### EXERCISE DETAILS
Count every line in the data below that includes "derive", and give only the result.

### INPUT DATA
- - - - -

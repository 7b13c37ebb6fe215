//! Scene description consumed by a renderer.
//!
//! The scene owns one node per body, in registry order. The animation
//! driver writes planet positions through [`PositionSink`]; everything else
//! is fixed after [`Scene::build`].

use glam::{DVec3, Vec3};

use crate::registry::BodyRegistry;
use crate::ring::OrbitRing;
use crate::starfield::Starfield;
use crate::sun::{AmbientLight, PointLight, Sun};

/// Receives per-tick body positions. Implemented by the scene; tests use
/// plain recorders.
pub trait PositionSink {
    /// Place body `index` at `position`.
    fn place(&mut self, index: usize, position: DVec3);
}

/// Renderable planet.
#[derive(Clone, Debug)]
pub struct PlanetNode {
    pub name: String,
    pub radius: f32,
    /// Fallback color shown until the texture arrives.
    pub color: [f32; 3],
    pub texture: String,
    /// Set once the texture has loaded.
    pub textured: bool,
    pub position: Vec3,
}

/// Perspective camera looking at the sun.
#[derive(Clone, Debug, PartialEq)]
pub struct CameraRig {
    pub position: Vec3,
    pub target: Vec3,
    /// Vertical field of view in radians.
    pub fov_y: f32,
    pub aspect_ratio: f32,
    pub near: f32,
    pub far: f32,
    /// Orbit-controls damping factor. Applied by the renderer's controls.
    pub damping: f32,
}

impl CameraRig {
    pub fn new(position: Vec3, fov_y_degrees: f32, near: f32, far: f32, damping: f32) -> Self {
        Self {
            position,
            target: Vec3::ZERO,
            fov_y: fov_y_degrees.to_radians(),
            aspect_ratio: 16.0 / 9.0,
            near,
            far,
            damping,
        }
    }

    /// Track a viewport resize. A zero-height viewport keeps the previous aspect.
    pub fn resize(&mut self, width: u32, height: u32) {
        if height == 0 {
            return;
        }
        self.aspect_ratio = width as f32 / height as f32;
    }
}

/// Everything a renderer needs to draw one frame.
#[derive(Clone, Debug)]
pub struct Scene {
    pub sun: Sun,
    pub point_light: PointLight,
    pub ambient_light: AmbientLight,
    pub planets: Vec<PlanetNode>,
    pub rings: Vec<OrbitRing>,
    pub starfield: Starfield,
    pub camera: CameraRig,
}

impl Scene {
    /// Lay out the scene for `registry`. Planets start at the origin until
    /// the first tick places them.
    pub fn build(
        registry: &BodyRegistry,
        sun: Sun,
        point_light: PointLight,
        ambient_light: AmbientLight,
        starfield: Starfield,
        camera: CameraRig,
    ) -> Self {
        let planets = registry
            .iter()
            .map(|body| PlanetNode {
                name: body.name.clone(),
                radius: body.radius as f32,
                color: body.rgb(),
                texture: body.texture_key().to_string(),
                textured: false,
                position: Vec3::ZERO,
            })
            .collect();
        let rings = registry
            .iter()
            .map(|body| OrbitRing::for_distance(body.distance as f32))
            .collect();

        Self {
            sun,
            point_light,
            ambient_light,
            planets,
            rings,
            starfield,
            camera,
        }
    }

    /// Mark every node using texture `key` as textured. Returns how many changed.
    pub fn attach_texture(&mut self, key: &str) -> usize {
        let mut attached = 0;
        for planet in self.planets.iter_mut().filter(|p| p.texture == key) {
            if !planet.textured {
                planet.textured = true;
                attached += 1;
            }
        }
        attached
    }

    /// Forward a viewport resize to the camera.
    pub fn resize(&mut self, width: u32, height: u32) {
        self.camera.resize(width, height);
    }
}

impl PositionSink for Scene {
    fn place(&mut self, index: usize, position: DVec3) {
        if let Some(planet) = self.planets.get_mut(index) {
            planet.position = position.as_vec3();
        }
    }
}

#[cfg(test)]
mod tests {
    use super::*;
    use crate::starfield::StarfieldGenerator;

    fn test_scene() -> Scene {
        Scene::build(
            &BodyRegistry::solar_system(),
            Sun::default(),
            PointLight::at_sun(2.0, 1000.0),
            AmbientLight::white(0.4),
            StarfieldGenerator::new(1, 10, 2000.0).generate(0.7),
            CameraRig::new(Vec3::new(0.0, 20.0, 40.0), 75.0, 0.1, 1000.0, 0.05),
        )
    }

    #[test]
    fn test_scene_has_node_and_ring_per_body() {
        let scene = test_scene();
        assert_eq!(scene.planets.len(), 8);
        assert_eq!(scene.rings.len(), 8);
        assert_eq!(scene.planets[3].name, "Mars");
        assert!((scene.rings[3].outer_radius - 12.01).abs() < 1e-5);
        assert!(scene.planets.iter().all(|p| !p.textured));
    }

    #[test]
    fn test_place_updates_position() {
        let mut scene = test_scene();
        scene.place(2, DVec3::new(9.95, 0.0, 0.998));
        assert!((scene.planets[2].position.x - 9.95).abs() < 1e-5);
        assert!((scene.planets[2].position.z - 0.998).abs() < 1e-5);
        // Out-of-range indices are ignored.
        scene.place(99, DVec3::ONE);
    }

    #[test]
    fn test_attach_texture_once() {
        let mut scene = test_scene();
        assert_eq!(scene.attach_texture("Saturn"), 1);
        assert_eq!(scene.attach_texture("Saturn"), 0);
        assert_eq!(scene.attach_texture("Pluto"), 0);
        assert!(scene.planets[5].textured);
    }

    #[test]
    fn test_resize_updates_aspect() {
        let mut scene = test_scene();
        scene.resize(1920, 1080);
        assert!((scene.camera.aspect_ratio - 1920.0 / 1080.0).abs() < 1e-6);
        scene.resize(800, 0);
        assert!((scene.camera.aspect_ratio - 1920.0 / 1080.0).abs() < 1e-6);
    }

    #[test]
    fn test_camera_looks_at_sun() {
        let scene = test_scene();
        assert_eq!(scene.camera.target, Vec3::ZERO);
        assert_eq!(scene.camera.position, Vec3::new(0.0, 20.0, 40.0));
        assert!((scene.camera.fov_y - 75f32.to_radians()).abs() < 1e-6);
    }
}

- - - - -

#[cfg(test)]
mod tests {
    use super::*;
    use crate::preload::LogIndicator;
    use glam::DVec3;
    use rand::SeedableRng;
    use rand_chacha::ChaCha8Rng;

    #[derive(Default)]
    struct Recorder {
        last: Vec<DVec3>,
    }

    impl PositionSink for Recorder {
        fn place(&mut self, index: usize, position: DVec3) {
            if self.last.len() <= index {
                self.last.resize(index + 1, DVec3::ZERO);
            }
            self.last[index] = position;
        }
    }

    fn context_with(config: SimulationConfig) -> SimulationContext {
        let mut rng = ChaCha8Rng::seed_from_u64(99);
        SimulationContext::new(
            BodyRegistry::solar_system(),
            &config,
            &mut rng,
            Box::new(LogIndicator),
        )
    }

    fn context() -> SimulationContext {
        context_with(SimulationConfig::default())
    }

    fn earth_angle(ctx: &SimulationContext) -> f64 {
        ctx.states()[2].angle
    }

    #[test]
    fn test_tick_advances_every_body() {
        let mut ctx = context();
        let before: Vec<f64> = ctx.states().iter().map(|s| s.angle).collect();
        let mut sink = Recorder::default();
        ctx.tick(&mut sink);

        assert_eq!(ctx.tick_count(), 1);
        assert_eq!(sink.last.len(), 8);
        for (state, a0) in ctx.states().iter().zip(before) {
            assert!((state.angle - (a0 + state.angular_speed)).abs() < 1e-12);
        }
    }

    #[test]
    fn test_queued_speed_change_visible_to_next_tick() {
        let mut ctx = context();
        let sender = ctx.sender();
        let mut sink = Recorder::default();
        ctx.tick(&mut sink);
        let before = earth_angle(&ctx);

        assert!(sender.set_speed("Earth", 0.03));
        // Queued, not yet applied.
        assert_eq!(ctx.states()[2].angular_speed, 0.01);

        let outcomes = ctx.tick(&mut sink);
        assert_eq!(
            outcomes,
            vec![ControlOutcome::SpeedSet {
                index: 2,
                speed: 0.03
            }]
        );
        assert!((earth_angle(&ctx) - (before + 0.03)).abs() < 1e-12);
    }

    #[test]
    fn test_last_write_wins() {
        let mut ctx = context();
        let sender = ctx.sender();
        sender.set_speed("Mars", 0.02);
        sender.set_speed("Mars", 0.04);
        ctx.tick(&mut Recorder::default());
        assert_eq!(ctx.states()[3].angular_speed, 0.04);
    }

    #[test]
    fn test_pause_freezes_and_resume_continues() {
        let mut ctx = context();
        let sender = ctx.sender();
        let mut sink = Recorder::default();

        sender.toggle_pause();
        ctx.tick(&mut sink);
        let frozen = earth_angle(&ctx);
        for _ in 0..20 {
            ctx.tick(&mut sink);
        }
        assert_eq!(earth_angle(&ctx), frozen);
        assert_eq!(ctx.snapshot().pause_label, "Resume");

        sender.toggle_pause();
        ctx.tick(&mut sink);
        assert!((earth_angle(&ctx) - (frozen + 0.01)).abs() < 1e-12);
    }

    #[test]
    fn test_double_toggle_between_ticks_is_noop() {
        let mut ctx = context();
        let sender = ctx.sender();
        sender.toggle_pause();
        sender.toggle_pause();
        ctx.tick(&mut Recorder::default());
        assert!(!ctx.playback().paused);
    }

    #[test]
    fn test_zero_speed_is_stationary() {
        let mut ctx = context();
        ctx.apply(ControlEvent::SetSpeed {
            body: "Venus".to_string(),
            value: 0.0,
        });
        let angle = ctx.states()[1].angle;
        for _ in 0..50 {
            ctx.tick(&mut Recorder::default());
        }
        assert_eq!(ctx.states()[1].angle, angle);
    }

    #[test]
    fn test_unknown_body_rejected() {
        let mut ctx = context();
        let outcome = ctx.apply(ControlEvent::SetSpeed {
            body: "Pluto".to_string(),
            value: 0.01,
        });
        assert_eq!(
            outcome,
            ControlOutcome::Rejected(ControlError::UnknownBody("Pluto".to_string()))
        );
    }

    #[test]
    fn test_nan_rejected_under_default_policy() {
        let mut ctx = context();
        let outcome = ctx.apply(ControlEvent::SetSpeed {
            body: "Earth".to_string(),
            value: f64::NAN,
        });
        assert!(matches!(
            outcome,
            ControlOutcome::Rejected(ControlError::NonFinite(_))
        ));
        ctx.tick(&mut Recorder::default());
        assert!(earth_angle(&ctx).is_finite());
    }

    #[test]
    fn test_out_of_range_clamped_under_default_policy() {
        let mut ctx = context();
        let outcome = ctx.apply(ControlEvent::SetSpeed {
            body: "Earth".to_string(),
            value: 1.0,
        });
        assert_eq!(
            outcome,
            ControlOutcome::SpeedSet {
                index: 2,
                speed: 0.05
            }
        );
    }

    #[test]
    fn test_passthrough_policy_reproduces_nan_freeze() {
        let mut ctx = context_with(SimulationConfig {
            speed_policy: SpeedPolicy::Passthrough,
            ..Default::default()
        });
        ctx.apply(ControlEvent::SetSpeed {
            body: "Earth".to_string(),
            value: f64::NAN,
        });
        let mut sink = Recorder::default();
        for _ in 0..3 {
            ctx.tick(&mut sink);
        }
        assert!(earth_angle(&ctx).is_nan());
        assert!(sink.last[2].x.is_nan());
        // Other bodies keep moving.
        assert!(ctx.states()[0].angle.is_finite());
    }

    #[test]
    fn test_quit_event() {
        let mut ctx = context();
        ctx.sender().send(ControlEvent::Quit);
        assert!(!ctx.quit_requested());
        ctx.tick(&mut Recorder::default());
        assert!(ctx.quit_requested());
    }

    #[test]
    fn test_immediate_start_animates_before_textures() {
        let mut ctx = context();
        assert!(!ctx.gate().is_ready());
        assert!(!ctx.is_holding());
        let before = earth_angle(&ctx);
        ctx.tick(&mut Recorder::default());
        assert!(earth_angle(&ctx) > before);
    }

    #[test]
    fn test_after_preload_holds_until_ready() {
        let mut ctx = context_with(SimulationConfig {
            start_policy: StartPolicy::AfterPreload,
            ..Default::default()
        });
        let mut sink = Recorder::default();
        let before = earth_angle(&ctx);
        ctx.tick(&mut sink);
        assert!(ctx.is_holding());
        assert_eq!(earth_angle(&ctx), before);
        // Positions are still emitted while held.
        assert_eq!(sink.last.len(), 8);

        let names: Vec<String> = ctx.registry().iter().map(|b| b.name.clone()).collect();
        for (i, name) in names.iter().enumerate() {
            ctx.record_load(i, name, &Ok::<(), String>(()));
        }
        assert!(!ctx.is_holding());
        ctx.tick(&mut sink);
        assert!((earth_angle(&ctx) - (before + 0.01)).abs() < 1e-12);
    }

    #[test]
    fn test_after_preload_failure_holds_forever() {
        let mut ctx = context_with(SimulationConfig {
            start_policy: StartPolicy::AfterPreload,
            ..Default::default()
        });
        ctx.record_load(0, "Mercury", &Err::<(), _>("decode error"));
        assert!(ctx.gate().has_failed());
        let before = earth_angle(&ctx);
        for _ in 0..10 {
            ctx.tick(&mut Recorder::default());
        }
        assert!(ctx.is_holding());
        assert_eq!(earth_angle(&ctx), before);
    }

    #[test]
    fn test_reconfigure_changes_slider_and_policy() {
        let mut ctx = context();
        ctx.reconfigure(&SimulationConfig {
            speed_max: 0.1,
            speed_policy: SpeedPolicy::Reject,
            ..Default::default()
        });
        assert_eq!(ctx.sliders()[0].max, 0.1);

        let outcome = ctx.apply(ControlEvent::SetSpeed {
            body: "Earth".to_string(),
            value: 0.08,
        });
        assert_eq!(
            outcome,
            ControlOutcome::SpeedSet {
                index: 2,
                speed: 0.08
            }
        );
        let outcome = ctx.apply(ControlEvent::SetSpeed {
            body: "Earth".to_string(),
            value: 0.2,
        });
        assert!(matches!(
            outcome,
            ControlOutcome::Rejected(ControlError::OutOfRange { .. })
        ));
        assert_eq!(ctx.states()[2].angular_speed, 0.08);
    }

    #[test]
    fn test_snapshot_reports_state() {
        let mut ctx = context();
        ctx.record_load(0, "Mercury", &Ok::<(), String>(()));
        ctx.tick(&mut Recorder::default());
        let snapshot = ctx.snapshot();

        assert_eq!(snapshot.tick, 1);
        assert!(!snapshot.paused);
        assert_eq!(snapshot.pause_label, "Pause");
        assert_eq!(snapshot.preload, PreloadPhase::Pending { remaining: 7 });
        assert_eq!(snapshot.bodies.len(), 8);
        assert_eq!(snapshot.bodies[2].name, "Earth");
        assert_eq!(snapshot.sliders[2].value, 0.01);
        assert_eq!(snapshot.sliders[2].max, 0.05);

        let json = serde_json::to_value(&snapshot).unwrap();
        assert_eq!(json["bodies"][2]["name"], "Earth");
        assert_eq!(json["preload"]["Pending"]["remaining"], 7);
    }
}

- - - - -

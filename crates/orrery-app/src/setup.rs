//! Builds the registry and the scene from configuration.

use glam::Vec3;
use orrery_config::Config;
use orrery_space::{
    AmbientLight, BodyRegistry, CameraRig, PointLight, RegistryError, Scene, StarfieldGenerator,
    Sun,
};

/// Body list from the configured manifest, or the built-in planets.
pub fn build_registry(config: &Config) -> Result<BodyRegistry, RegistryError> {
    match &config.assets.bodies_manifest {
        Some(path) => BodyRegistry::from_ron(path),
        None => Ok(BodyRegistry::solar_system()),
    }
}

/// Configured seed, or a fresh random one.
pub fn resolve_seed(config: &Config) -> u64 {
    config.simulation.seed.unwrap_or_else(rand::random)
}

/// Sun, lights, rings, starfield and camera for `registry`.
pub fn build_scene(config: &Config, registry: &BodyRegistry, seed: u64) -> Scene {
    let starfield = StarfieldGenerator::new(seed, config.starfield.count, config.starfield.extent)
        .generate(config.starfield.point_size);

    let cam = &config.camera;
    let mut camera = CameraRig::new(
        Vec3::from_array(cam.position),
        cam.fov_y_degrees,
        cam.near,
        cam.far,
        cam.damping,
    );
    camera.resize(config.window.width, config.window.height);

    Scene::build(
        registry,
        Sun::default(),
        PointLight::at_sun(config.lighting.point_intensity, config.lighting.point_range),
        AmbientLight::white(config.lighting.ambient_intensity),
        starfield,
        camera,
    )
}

- - - - -

### EXPECTED OUTPUT
4